The experience of watching Winchester is like trying to have a layered, adult conversation with a fellow horror movie fan—say, on how a suspense and mood-heavy tone and narrative approach supported by relatable and strong thematic connective tissue can create a palpable sense of dread in the audience—only to be constantly interrupted by a hyperactive and insecure toddler who thinks the only way for the genre to put asses in seats is to put on a cheap Halloween mask, suddenly jump two inches away from my face, and yell “OOOGA BOOGA!!” The conversation with the adult has promise, but the annoyance of the toddler will eventually wear out even the most forgiving genre fan.

I don’t know if the adult in the conversation represents the directors, the Spierig Brothers (Michael and Peter), who previously demonstrated at least a satisfactory hold on pure genre filmmaking with Undead and Predestination, and if the toddler is a studio that has absolutely no faith in the sustained focus of their audience, or if this kerfuffle is a joint effort. All I can do is to judge the final product on its own merits. The overall murky outcome is a bit of a shame, because Winchester possesses an intriguing premise: people killed by gun violence, most of them innocents, come back as vengeful ghosts to haunt and destroy the lives of those who made a fortune manufacturing and selling the weapons. Even though the story takes place at the turn of the 20st Century, merging a classic haunted house story with the always-relevant (At least in the good-ole USA) gun debate is an intriguing start.

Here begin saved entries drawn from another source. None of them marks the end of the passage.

register_bitfields![u32,
    pub QSPI_CLK_CONFIG_REG [
        /// SoC clock cycles CSN stays high between auto mode transfers
        QSPI_AUTO_CSN_HIGH_CNT OFFSET(0) NUMBITS(5) [],
        QSPI_CLK_EN OFFSET(8) NUMBITS(1) [],
        QSPI_DLL_RX_EN OFFSET(19) NUMBITS(1) [],
        SERIAL_CLK_MODE OFFSET(20) NUMBITS(1) [
            Mode0 = 0,
            Mode3 = 1
        ],
        QSPI_DLL_TX_EN OFFSET(21) NUMBITS(1) [],
        QSPI_DLL_CALIB OFFSET(28) NUMBITS(1) []
    ],
    pub QSPI_BUS_MODE_REG [
        QSPI_ULTRA_HIGH_SPEED_EN OFFSET(0) NUMBITS(1) [],
        QSPI_MODE OFFSET(1) NUMBITS(2) [
            Single = 0,
            Dual = 1,
            Quad = 2,
            Octa = 3
        ],
        QSPI_PREFETCH_EN OFFSET(4) NUMBITS(1) [],
        QSPI_WRAP_EN OFFSET(5) NUMBITS(1) [],
        QSPI_AUTO_MODE_FRM_REG OFFSET(6) NUMBITS(1) [],
        AUTO_CSN_BASED_ADDR_EN OFFSET(7) NUMBITS(1) [],
        QSPI_D2_D3_DATA OFFSET(8) NUMBITS(4) [],
        QSPI_F_SCLK_NEG_EDGE_SAMPLE OFFSET(16) NUMBITS(1) []
    ],
    pub QSPI_AUTO_CTRL_CONFIG_1_REG [
        QSPI_EXT_BYTE_MODE_CSN0 OFFSET(16) NUMBITS(2) [],
        QSPI_EXTRA_BYTE_EN_CSN0 OFFSET(18) NUMBITS(1) [],
        QSPI_EXT_BYTE_CSN0 OFFSET(24) NUMBITS(8) []
    ],
    pub QSPI_AUTO_CTRL_CONFIG_2_REG [
        QSPI_RD_SWAP_CSN0 OFFSET(0) NUMBITS(1) [],
        QSPI_RD_DATA_MODE_CSN0 OFFSET(8) NUMBITS(2) [],
        QSPI_RD_INST_CSN0 OFFSET(16) NUMBITS(8) []
    ],
    pub QSPI_MANUAL_CONFIG_REG [
        CSN_ACTIVE OFFSET(0) NUMBITS(1) [],
        QSPI_WR OFFSET(1) NUMBITS(1) [],
        QSPI_RD OFFSET(2) NUMBITS(1) [],
        /// Manual read count in bytes
        QSPI_MANUAL_RD_CNT OFFSET(3) NUMBITS(10) [],
        QSPI_MANUAL_CSN_SELECT OFFSET(13) NUMBITS(2) [],
        QSPI_MANUAL_SIZE_FRM_REG OFFSET(15) NUMBITS(2) [],
        TAKE_QSPI_MANUAL_WR_SIZE_FRM_REG OFFSET(21) NUMBITS(1) [],
        QSPI_FULL_DUPLEX_EN OFFSET(22) NUMBITS(1) [],
        HW_CTRLD_QSPI_MODE_CTRL OFFSET(25) NUMBITS(1) []
    ],
    pub QSPI_MANUAL_CONFIG_2_REG [
        QSPI_WR_DATA_SWAP_MNL_CSN0 OFFSET(0) NUMBITS(1) [],
        QSPI_MANUAL_CSN_SELECT_FRM_REG OFFSET(12) NUMBITS(1) [],
        QSPI_LOOP_BACK_MODE_EN OFFSET(14) NUMBITS(1) [],
        QSPI_MANUAL_DDR_PHASE OFFSET(15) NUMBITS(1) [],
        QSPI_DDR_CLK_EN OFFSET(16) NUMBITS(1) []
    ],
    pub QSPI_FIFO_THRESHOLD_REG [
        FIFO_AEMPTY_THRLD OFFSET(0) NUMBITS(4) [],
        FIFO_AFULL_THRLD OFFSET(4) NUMBITS(4) [],
        WFIFO_RESET OFFSET(8) NUMBITS(1) [],
        RFIFO_RESET OFFSET(9) NUMBITS(1) []
    ],
    pub QSPI_STATUS_REG [
        BUSY OFFSET(0) NUMBITS(1) [],
        QSPI_FIFO_FULL_WFIFO_S OFFSET(1) NUMBITS(1) [],
        QSPI_FIFO_AFULL_WFIFO_S OFFSET(2) NUMBITS(1) [],
        QSPI_FIFO_EMPTY_WFIFO OFFSET(3) NUMBITS(1) [],
        QSPI_FIFO_AEMPTY_WFIFO OFFSET(4) NUMBITS(1) [],
        QSPI_FIFO_FULL_RFIFO OFFSET(5) NUMBITS(1) [],
        QSPI_FIFO_AFULL_RFIFO OFFSET(6) NUMBITS(1) [],
        QSPI_FIFO_EMPTY_RFIFO_S OFFSET(7) NUMBITS(1) [],
        QSPI_FIFO_AEMPTY_RFIFO_S OFFSET(8) NUMBITS(1) [],
        GSPI_MANUAL_RD_CNT OFFSET(9) NUMBITS(1) [],
        AUTO_MODE_FSM_IDLE_SCLK OFFSET(10) NUMBITS(1) [],
        QSPI_AUTO_MODE OFFSET(11) NUMBITS(1) [],
        QSPI_AUTO_MODE_FRM_REG_SCLK OFFSET(12) NUMBITS(1) [],
        HW_CTRLD_QSPI_MODE_CTRL_SCLK OFFSET(14) NUMBITS(1) []
    ],
    pub QSPI_INTR [
        /// Write FIFO almost empty
        WFIFO_AEMPTY OFFSET(0) NUMBITS(1) [],
        RFIFO_AFULL OFFSET(1) NUMBITS(1) [],
        WFIFO_FULL OFFSET(2) NUMBITS(1) [],
        RFIFO_EMPTY OFFSET(3) NUMBITS(1) []
    ],
    pub QSPI_STS_MC_REG [
        BUSY_M_CLK OFFSET(0) NUMBITS(1) [],
        AUTO_AXI_FSM_IDLE_M_CLK OFFSET(1) NUMBITS(1) [],
        QSPI_FIFO_FULL_RFIFO_M_CLK OFFSET(2) NUMBITS(1) [],
        QSPI_FIFO_EMPTY_WFIFO_M_CLK OFFSET(3) NUMBITS(1) []
    ],
    pub QSPI_MANUAL_WRITE_DATA_2_REG [
        QSPI_MANUAL_WRITE_DATA_2 OFFSET(0) NUMBITS(4) [],
        USE_PREV_LENGTH OFFSET(7) NUMBITS(1) []
    ],
    pub QSPI_AUTO_CONFIG3 [
        QSPI_DUMMY_BYTES_INCR_CSN0 OFFSET(0) NUMBITS(4) [],
        QSPI_CMD_SIZE_16BIT_CSN0 OFFSET(18) NUMBITS(1) [],
        QSPI_ADR_SIZE_32BIT_AUTO_MODE OFFSET(19) NUMBITS(1) [],
        QSPI_RD_INST_CSN0_MSB OFFSET(24) NUMBITS(8) []
    ],
    pub OCTA_SPI_BUS_CONTROLLER [
        OCTA_SPI_MODE_CSN0 OFFSET(0) NUMBITS(1) [],
        OCTA_SPI_MODE_CSN1 OFFSET(1) NUMBITS(1) [],
        QSPI_D7_D4_DATA OFFSET(8) NUMBITS(4) []
    ],
    pub OCTA_SPI_BUS_CONTROLLER2 [
        SET_IP_MODE OFFSET(0) NUMBITS(1) [],
        DUAL_FLASH_MODE OFFSET(3) NUMBITS(1) []
    ],
    pub QSPI_AES_CONFIG [
        QSPI_AES_MODE OFFSET(0) NUMBITS(1) [
            Ctr = 0,
            Xts = 1
        ],
        NONCE_INIT OFFSET(1) NUMBITS(1) [],
        EN_SECURITY OFFSET(2) NUMBITS(1) [],
        QSPI_AES_KEY_SIZE OFFSET(4) NUMBITS(1) [
            Key128 = 0,
            Key256 = 1
        ],
        EN_KH_KEY OFFSET(18) NUMBITS(1) []
    ],
    pub QSPI_AES_KEY_IV_VALID [
        QSPI_AES_KEY_IV_VALID OFFSET(0) NUMBITS(4) []
    ],
    pub QSPI_CMNFLASH_STS [
        QSPI_CMNFLASH_STS OFFSET(0) NUMBITS(1) []
    ],
    pub QSPI_SRAM_CTRL_CSN0_REG [
        BIT_8_MODE_CSN0 OFFSET(0) NUMBITS(1) [],
        QSPI_DUMMY_BYTES_INCR_CSN0 OFFSET(4) NUMBITS(4) [],
        WR_CMD_MODE_CSN0 OFFSET(8) NUMBITS(2) [],
        WR_ADDR_MODE_CSN0 OFFSET(10) NUMBITS(2) [],
        WR_DATA_MODE_CSN0 OFFSET(12) NUMBITS(2) [],
        WR_SWAP_CSN0 OFFSET(14) NUMBITS(1) [],
        WR_CMD_CSN0 OFFSET(16) NUMBITS(8) []
    ],
    pub QSPI_SRAM_CTRL_CSN1_REG [
        BIT_8_MODE_CSN1 OFFSET(0) NUMBITS(1) [],
        QSPI_DUMMY_BYTES_INCR_CSN1 OFFSET(4) NUMBITS(4) [],
        WR_CMD_MODE_CSN1 OFFSET(8) NUMBITS(2) [],
        WR_ADDR_MODE_CSN1 OFFSET(10) NUMBITS(2) [],
        WR_DATA_MODE_CSN1 OFFSET(12) NUMBITS(2) [],
        WR_SWAP_CSN1 OFFSET(14) NUMBITS(1) [],
        WR_CMD_CSN1 OFFSET(16) NUMBITS(8) []
    ],
    pub QSPI_SRAM_CTRL_CSN2_REG [
        BIT_8_MODE_CSN2 OFFSET(0) NUMBITS(1) [],
        QSPI_DUMMY_BYTES_INCR_CSN2 OFFSET(4) NUMBITS(4) [],
        WR_CMD_MODE_CSN2 OFFSET(8) NUMBITS(2) [],
        WR_ADDR_MODE_CSN2 OFFSET(10) NUMBITS(2) [],
        WR_DATA_MODE_CSN2 OFFSET(12) NUMBITS(2) [],
        WR_SWAP_CSN2 OFFSET(14) NUMBITS(1) [],
        WR_CMD_CSN2 OFFSET(16) NUMBITS(8) []
    ],
    // The dummy byte field of CSN3 carries the CSN2 name in the vendor
    // register description.
    pub QSPI_SRAM_CTRL_CSN3_REG [
        BIT_8_MODE_CSN3 OFFSET(0) NUMBITS(1) [],
        QSPI_DUMMY_BYTES_INCR_CSN2 OFFSET(4) NUMBITS(4) [],
        WR_CMD_MODE_CSN3 OFFSET(8) NUMBITS(2) [],
        WR_ADDR_MODE_CSN3 OFFSET(10) NUMBITS(2) [],
        WR_DATA_MODE_CSN3 OFFSET(12) NUMBITS(2) [],
        WR_SWAP_CSN3 OFFSET(14) NUMBITS(1) [],
        WR_CMD_CSN3 OFFSET(16) NUMBITS(8) []
    ],
    pub QSPI_SEMI_AUTO_MODE_CONFIG_REG [
        QSPI_SEMI_AUTO_BSIZE OFFSET(0) NUMBITS(8) [],
        QSPI_SEMI_AUTO_HSIZE OFFSET(8) NUMBITS(2) []
    ],
    pub QSPI_SEMI_AUTO_MODE_CONFIG2_REG [
        QSPI_SEMI_AUTO_RD_CNT OFFSET(0) NUMBITS(12) [],
        QSPI_SEMI_AUTO_MODE_EN OFFSET(12) NUMBITS(1) [],
        QSPI_SEMI_AUTO_RD_BUSY OFFSET(13) NUMBITS(1) []
    ],
    pub QSPI_AES_SEC_KEY_FRM_KH [
        LOAD_SEC_KEY_FRM_KH OFFSET(0) NUMBITS(1) [],
        SEC_KEY_LOADING_DONE OFFSET(1) NUMBITS(1) []
    ],
    pub QSPI_LB_STATUS [
        LB_CMD_ERROR OFFSET(0) NUMBITS(1) [],
        LB_DATA_ERROR OFFSET(1) NUMBITS(1) []
    ]
];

“Inspired by true events,” which means that a table moved two inches on its own in real life and the screenplay translated that into a house overcrowded with mega powerful ghosts that can possess humans willy-nilly, Winchester takes place in 1906. Eric (Jason Clarke), a drug-addicted psychiatrist with mysterious personal demons in his past, is recruited by the major shareholders of the famous Winchester Rifles to assess the mental health of reclusive company heir Sarah Winchester (Helen Mirren). Sarah has been building a massive house for decades, constantly adding rooms that no one uses, and claims that she’s surrounded by vengeful ghosts. The shareholders’ wish is for Eric to declare Sarah insane, so her majority control of the company can be taken away from her.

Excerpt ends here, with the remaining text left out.